I tried to lift my luggage off the conveyor belt but happened to stand behind a kind of barrier (they use to … avoid stampedes at the airport?) and a lime-green jacket person immediately galloped forth.
Him: “Meh-dem! Tekk kee-ah! Tekk kee-ah!” (Madam, take care, take care)
Me: 你唔駛講英文 (You don’t have to speak English)
"Tekk kee-ah! Is danger!”
講廣東話呀,唔該。 (Speak Cantonese please)
“Meh-dem! Tekk kee-ah!”
你唔識講廣東話呀。 (You don’t speak Cantonese?)
Him: 識! (I do)
Of course he did. That’s why he got a job at the airport. With a sigh – back to people who treat me like an idiot AND think I can’t lift my own tiny suitcase – I headed for the exit, where there was a transport service desk. Spake:
"唔該,幾點鐘有巴士去梅窩呀?" (Excuse me, what time is the bus to Mui Wo?)

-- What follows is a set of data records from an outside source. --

use chrono::{DateTime, NaiveDate, NaiveDateTime, Utc};
use serde_json::Value;

use crate::error::{RepoError, RepoResult};
use crate::model::{date_value, instant_value};
use crate::store::Fields;

/// ===============================
/// What a caller-supplied patch may touch
/// ===============================
#[derive(Debug, Clone, Copy, Default)]
pub struct PatchRules<'a> {
    /// Fields only named operations may change.
    pub protected: &'a [&'a str],
    /// Fields stored as epoch milliseconds; accept `YYYY-MM-DD` or
    /// RFC 3339 / `YYYY-MM-DDTHH:MM:SS` strings for them.
    pub timestamps: &'a [&'a str],
}

/// ===============================
/// Build a partial update from a JSON object
/// ===============================
pub fn build_patch(payload: &Value, rules: PatchRules<'_>) -> RepoResult<Fields> {
    let obj = payload
        .as_object()
        .ok_or_else(|| RepoError::Validation("payload must be a JSON object".into()))?;

    if obj.is_empty() {
        return Err(RepoError::Validation("no fields provided for update".into()));
    }

    let mut fields = Fields::with_capacity(obj.len());

    for (key, value) in obj {
        if key == "id" || rules.protected.contains(&key.as_str()) {
            return Err(RepoError::Validation(format!(
                "field `{key}` cannot be changed through a patch"
            )));
        }

        let value = match value {
            Value::String(s) if rules.timestamps.contains(&key.as_str()) => {
                Value::from(parse_timestamp(key, s)?)
            }
            Value::Array(_) | Value::Object(_) => {
                return Err(RepoError::Validation(format!(
                    "field `{key}` has an unsupported nested value"
                )));
            }
            other => other.clone(),
        };
        fields.insert(key.clone(), value);
    }

    Ok(fields)
}

fn parse_timestamp(key: &str, raw: &str) -> RepoResult<i64> {
    if let Ok(date) = NaiveDate::parse_from_str(raw, "%Y-%m-%d") {
        return Ok(date_value(date));
    }
    if let Ok(at) = DateTime::parse_from_rfc3339(raw) {
        return Ok(instant_value(at.with_timezone(&Utc)));
    }
    if let Ok(at) = NaiveDateTime::parse_from_str(raw, "%Y-%m-%dT%H:%M:%S") {
        return Ok(instant_value(at.and_utc()));
    }
    Err(RepoError::Validation(format!(
        "field `{key}` expects a date, got {raw:?}"
    )))
}
use actix_web::{HttpResponse, web};
use chrono::{NaiveDate, Utc};
use hrm_sync::AppContext;
use hrm_sync::model::{ShiftSwapRequest, SwapStatus, day_start};
use serde::Deserialize;
use utoipa::ToSchema;

use super::ApiResult;
use crate::auth::auth::AuthUser;

#[derive(Deserialize, ToSchema)]
pub struct CreateSwap {
    /// Employee whose shift the caller wants to take
    #[schema(example = "k3J9x0pQ")]
    pub target_employee_id: String,
    #[schema(example = "2026-01-05", format = "date", value_type = String)]
    pub requester_shift_date: NaiveDate,
    #[schema(example = "2026-01-06", format = "date", value_type = String)]
    pub target_shift_date: NaiveDate,
    #[schema(example = "Doctor's appointment")]
    pub reason: Option<String>,
}

#[utoipa::path(
    post,
    path = "/api/shift-swaps",
    request_body = CreateSwap,
    responses(
        (status = 201, description = "Swap requested", body = Object),
        (status = 400, description = "Invalid request")
    ),
    security(("bearer_auth" = [])),
    tag = "Shift"
)]
pub async fn request_swap(
    auth: AuthUser,
    ctx: web::Data<AppContext>,
    payload: web::Json<CreateSwap>,
) -> ApiResult {
    let requester_id = auth.employee()?.to_string();
    let payload = payload.into_inner();

    let request = ctx
        .shifts
        .request_swap(ShiftSwapRequest {
            id: String::new(),
            requester_id,
            target_employee_id: payload.target_employee_id,
            requester_shift_date: day_start(payload.requester_shift_date),
            target_shift_date: day_start(payload.target_shift_date),
            reason: payload.reason.unwrap_or_default(),
            status: SwapStatus::Pending,
            created_at: Utc::now(),
            reviewed_by_id: None,
            reviewed_at: None,
        })
        .await?;
    Ok(HttpResponse::Created().json(request))
}

/// Pending swaps for admins, the caller's own swaps otherwise
#[utoipa::path(
    get,
    path = "/api/shift-swaps",
    responses(
        (status = 200, description = "Swap requests", body = Object)
    ),
    security(("bearer_auth" = [])),
    tag = "Shift"
)]
pub async fn list_swaps(auth: AuthUser, ctx: web::Data<AppContext>) -> ApiResult {
    let swaps = if auth.role.is_admin() {
        ctx.shifts.pending_swaps().await?
    } else {
        ctx.shifts.swaps_for_employee(auth.employee()?).await?
    };
    Ok(HttpResponse::Ok().json(swaps))
}

/// Approve a swap and exchange both assignments atomically
#[utoipa::path(
    put,
    path = "/api/shift-swaps/{id}/approve",
    params(("id", Path, description = "Swap request id")),
    responses(
        (status = 200, description = "Swap applied", body = Object),
        (status = 400, description = "Already processed, or would double-book"),
        (status = 404, description = "Request or one of the assignments is missing"),
        (status = 409, description = "Assignments changed while processing")
    ),
    security(("bearer_auth" = [])),
    tag = "Shift"
)]
pub async fn approve_swap(
    auth: AuthUser,
    ctx: web::Data<AppContext>,
    path: web::Path<String>,
) -> ApiResult {
    auth.require_admin()?;
    let request = ctx
        .coordinator
        .process_shift_swap(&path, &auth.user_id)
        .await?;
    Ok(HttpResponse::Ok().json(request))
}

#[utoipa::path(
    put,
    path = "/api/shift-swaps/{id}/reject",
    params(("id", Path, description = "Swap request id")),
    responses(
        (status = 200, description = "Swap rejected", body = Object),
        (status = 400, description = "Already processed")
    ),
    security(("bearer_auth" = [])),
    tag = "Shift"
)]
pub async fn reject_swap(
    auth: AuthUser,
    ctx: web::Data<AppContext>,
    path: web::Path<String>,
) -> ApiResult {
    auth.require_admin()?;
    let request = ctx.shifts.reject_swap(&path, &auth.user_id).await?;
    Ok(HttpResponse::Ok().json(request))
}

He looked at me as if I’d said something completely different, like “I’m going to disembowel you now.” I smiled pleasantly and patiently like a cobra, repeating the question. He fell back to earth with a thud.
“Wann teh-tee.” (1.30)
你講乜野呀? (What did you say?)
“Wann teh-tee.”
我唔識聽英文,你講乜野呀? (I don’t understand English, what did you say?)
“Wann teh-tee. At duh mitt-lie.” (at the midnight)
講廣東話呀,唔該。 (Speak Cantonese, please.) Yes, childish and ridiculous, I know. But the reason I speak Cantonese today, is that I never engage in English conversation with HK people. Ever. It’s become a habit and I will spend the time it takes to get local people to speak to me in the local language.
Now he was starting to look panic-stricken. I again asked what time the bus to Mui Wo left, speaking slowly and clearly – perhaps he didn’t understand my normal, kind of street-y Cantonese because he was too refined? This time he wrote 1.30 on a piece of paper, pointing wordlessly to the number. Yes, yes, just because someone can speak a language fluently doesn’t mean they can understand a single word, right?
So that was a sad homecoming. Especially since this kind of behaviour from HK people is so far in the past I can’t remember it anymore. It’s probably because he worked in an airport that his brain just packed it in and refused to do the decent thing when faced with the impossible, the one thing that cannot be: White face uttering yellow words.
I can see why some of my students give up, while I just dig in deeper. But if it’s any comfort, there comes a day in all Cantonese learners’ life when the person you’re talking to in Cantonese just answers you in that language as if you were a normal human being. That happens all the time to me now. And that’s why the airport incident made me so incredibly disappointed. Especially after having been treated so well in Japanese, which I don’t speak at all!